__Problem to work on__: Reproduce the line containing "b.to_ascii_uppercase() as char" and every line after it through the end of the records. Include nothing else.

__Records for the exercise__:
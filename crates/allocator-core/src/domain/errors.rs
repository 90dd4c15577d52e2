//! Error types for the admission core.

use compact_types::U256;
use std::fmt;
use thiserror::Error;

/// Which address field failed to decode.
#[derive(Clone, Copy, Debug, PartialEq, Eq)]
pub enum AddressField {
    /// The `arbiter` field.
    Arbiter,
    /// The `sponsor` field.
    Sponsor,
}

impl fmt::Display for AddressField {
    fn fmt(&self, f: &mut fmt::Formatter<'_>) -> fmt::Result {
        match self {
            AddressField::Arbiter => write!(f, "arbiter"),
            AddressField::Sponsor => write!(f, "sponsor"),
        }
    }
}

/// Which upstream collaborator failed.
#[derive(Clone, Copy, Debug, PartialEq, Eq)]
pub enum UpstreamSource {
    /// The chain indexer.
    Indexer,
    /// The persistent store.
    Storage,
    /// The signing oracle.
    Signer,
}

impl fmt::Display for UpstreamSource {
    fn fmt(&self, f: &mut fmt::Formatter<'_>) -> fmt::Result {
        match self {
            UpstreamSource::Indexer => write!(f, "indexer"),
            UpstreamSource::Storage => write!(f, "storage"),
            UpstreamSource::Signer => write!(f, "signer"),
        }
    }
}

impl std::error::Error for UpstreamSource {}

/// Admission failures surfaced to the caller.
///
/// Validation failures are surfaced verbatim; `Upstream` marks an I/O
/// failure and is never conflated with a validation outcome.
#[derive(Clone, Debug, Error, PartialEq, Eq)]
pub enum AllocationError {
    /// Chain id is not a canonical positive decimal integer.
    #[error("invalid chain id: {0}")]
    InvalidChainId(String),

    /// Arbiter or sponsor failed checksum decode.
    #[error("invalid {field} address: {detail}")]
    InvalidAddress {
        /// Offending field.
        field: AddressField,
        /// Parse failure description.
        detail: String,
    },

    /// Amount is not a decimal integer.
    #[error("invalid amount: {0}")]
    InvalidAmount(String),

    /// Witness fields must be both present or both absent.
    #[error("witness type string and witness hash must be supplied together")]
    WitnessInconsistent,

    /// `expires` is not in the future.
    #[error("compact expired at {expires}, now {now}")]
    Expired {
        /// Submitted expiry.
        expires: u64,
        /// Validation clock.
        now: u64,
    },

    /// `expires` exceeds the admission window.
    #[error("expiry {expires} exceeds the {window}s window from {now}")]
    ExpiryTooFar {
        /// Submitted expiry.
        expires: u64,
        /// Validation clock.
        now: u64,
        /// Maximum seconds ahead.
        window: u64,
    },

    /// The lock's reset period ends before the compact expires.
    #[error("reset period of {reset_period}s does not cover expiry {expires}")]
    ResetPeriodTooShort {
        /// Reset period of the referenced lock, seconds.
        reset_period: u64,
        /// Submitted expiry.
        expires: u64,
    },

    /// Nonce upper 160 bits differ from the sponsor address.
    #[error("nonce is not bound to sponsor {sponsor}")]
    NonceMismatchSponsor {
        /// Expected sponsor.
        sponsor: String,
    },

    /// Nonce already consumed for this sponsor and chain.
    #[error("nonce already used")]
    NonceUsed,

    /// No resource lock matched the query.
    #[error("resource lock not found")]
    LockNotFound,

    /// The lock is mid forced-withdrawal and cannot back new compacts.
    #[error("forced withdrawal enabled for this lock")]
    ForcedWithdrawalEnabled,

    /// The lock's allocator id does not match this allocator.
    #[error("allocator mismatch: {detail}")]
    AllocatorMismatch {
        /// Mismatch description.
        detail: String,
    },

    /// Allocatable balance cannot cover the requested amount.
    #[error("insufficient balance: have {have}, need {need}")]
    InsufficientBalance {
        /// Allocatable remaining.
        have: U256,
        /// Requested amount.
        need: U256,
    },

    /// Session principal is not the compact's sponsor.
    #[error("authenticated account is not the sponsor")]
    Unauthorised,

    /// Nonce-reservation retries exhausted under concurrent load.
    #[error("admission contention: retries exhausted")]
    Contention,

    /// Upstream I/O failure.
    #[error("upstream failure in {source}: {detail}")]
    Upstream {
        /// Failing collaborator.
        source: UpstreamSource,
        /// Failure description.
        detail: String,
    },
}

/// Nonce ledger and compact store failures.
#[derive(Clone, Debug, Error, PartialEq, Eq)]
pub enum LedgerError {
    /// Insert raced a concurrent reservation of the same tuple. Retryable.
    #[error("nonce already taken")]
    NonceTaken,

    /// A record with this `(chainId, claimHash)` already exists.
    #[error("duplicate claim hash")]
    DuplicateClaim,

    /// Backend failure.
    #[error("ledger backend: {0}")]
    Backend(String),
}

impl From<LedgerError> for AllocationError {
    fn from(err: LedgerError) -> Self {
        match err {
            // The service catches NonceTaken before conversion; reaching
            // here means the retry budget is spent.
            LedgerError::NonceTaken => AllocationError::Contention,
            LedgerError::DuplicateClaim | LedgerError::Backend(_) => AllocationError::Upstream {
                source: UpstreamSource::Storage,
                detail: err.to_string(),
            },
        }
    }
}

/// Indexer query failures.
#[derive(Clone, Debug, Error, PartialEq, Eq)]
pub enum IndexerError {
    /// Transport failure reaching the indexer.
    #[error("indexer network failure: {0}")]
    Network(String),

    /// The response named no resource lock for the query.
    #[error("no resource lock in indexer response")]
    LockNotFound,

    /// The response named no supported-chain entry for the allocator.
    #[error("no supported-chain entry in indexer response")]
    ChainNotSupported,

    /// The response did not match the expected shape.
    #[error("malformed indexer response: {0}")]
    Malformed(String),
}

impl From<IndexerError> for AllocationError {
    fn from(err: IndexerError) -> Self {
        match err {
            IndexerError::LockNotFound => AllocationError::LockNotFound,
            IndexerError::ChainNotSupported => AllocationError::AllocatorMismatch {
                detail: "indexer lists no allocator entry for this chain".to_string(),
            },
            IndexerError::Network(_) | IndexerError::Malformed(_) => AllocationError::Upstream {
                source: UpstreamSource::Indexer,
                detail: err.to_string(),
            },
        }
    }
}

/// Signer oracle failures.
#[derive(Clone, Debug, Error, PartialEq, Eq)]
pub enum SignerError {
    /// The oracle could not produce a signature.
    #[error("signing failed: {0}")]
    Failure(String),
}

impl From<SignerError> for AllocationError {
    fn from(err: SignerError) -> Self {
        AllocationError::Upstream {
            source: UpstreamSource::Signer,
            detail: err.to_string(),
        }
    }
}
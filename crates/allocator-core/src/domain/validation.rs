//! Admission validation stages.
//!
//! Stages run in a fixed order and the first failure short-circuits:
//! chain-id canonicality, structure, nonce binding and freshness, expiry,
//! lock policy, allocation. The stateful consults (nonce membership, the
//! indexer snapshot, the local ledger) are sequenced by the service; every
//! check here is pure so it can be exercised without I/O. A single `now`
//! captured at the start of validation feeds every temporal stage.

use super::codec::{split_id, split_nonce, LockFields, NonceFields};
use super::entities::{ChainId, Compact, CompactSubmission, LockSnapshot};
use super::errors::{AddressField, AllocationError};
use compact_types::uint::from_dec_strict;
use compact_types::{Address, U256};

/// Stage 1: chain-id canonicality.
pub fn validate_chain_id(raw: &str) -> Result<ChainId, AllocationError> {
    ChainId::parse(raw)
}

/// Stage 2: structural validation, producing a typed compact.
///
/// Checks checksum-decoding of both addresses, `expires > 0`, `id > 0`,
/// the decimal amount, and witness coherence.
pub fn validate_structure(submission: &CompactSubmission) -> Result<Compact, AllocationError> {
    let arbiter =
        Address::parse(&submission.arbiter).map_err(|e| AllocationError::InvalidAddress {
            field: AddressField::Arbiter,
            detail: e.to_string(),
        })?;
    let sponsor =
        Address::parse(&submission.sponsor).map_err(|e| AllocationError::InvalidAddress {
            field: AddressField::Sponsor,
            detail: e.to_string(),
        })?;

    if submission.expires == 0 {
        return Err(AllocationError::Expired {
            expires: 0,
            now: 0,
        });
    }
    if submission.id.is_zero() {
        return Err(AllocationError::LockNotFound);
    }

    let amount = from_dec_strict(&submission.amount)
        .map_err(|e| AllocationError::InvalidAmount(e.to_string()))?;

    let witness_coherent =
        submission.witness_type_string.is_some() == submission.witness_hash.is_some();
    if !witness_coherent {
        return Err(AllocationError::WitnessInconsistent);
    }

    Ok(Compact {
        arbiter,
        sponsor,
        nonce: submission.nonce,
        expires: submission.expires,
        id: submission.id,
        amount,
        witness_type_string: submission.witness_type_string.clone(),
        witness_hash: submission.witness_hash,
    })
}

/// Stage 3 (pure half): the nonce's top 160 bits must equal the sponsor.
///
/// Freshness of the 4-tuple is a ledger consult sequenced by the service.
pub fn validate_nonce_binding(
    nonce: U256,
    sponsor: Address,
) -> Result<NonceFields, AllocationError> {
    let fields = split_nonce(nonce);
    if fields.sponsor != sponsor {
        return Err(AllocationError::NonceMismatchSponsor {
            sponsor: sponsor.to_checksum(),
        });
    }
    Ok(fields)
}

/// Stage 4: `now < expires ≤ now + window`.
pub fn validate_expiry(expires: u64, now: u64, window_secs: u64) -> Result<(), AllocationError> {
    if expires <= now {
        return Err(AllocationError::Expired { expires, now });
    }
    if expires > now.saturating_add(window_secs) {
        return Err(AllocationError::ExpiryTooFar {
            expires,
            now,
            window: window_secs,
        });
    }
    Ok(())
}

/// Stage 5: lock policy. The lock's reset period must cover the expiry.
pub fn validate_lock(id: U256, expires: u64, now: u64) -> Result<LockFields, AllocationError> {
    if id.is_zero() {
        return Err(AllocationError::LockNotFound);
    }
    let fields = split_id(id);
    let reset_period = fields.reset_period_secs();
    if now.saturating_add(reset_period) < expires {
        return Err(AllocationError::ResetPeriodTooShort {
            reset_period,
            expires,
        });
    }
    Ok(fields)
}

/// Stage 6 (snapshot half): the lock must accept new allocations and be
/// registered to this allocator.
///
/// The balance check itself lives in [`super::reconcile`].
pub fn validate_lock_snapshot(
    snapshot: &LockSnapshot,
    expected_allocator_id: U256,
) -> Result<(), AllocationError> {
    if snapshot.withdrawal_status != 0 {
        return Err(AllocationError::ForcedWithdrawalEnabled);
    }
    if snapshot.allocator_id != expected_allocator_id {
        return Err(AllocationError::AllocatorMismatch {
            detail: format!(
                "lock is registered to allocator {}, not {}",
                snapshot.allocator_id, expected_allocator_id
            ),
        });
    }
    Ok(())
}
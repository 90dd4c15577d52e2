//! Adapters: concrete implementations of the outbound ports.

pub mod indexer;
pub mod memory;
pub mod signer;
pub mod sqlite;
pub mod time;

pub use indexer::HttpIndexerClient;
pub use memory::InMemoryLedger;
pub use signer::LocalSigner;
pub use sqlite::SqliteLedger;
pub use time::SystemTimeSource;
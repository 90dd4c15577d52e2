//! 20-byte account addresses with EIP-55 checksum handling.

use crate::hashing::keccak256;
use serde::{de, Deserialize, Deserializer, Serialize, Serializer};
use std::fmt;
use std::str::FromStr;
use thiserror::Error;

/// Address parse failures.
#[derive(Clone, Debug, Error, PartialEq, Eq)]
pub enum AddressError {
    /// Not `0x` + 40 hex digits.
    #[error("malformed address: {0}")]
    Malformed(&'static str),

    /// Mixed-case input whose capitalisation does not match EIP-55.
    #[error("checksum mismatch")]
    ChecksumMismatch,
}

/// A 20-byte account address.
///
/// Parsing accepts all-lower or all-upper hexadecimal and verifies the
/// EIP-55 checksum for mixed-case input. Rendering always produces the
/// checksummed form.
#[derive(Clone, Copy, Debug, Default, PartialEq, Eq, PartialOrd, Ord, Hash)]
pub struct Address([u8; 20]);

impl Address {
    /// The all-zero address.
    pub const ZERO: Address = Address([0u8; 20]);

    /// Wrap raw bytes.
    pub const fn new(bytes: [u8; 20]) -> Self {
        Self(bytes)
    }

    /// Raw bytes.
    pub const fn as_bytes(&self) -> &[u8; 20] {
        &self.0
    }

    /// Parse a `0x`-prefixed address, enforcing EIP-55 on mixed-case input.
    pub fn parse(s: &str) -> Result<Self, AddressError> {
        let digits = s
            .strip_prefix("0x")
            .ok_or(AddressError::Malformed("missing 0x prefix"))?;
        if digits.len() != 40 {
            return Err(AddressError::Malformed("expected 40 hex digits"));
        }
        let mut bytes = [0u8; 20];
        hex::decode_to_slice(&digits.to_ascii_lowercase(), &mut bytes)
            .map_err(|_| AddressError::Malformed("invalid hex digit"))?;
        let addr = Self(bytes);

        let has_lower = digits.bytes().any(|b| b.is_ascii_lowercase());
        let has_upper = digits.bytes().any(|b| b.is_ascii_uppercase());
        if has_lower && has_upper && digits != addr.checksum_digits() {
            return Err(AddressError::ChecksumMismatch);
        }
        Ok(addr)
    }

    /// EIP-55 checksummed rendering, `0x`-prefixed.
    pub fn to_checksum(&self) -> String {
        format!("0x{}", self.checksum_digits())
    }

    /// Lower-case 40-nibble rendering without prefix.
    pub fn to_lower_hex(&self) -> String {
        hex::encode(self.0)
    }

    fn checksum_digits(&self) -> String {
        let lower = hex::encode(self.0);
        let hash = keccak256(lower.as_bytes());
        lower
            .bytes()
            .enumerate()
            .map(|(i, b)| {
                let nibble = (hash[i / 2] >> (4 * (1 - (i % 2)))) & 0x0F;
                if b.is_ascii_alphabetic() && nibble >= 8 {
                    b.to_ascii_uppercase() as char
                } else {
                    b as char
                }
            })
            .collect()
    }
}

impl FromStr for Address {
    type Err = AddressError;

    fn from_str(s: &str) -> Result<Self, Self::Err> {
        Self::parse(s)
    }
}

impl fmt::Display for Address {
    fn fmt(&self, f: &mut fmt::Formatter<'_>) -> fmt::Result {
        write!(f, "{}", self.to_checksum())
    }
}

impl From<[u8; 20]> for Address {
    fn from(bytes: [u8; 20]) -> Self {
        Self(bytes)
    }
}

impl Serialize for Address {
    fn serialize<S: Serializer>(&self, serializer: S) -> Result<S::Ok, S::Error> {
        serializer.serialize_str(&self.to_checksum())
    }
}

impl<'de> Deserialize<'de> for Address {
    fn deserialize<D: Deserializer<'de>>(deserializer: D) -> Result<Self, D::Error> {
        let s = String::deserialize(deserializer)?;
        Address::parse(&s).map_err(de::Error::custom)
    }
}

__Task response__:
                    b.to_ascii_uppercase() as char
                } else {
                    b as char
                }
            })
            .collect()
    }
}

impl FromStr for Address {
    type Err = AddressError;

    fn from_str(s: &str) -> Result<Self, Self::Err> {
        Self::parse(s)
    }
}

impl fmt::Display for Address {
    fn fmt(&self, f: &mut fmt::Formatter<'_>) -> fmt::Result {
        write!(f, "{}", self.to_checksum())
    }
}

impl From<[u8; 20]> for Address {
    fn from(bytes: [u8; 20]) -> Self {
        Self(bytes)
    }
}

impl Serialize for Address {
    fn serialize<S: Serializer>(&self, serializer: S) -> Result<S::Ok, S::Error> {
        serializer.serialize_str(&self.to_checksum())
    }
}

impl<'de> Deserialize<'de> for Address {
    fn deserialize<D: Deserializer<'de>>(deserializer: D) -> Result<Self, D::Error> {
        let s = String::deserialize(deserializer)?;
        Address::parse(&s).map_err(de::Error::custom)
    }
}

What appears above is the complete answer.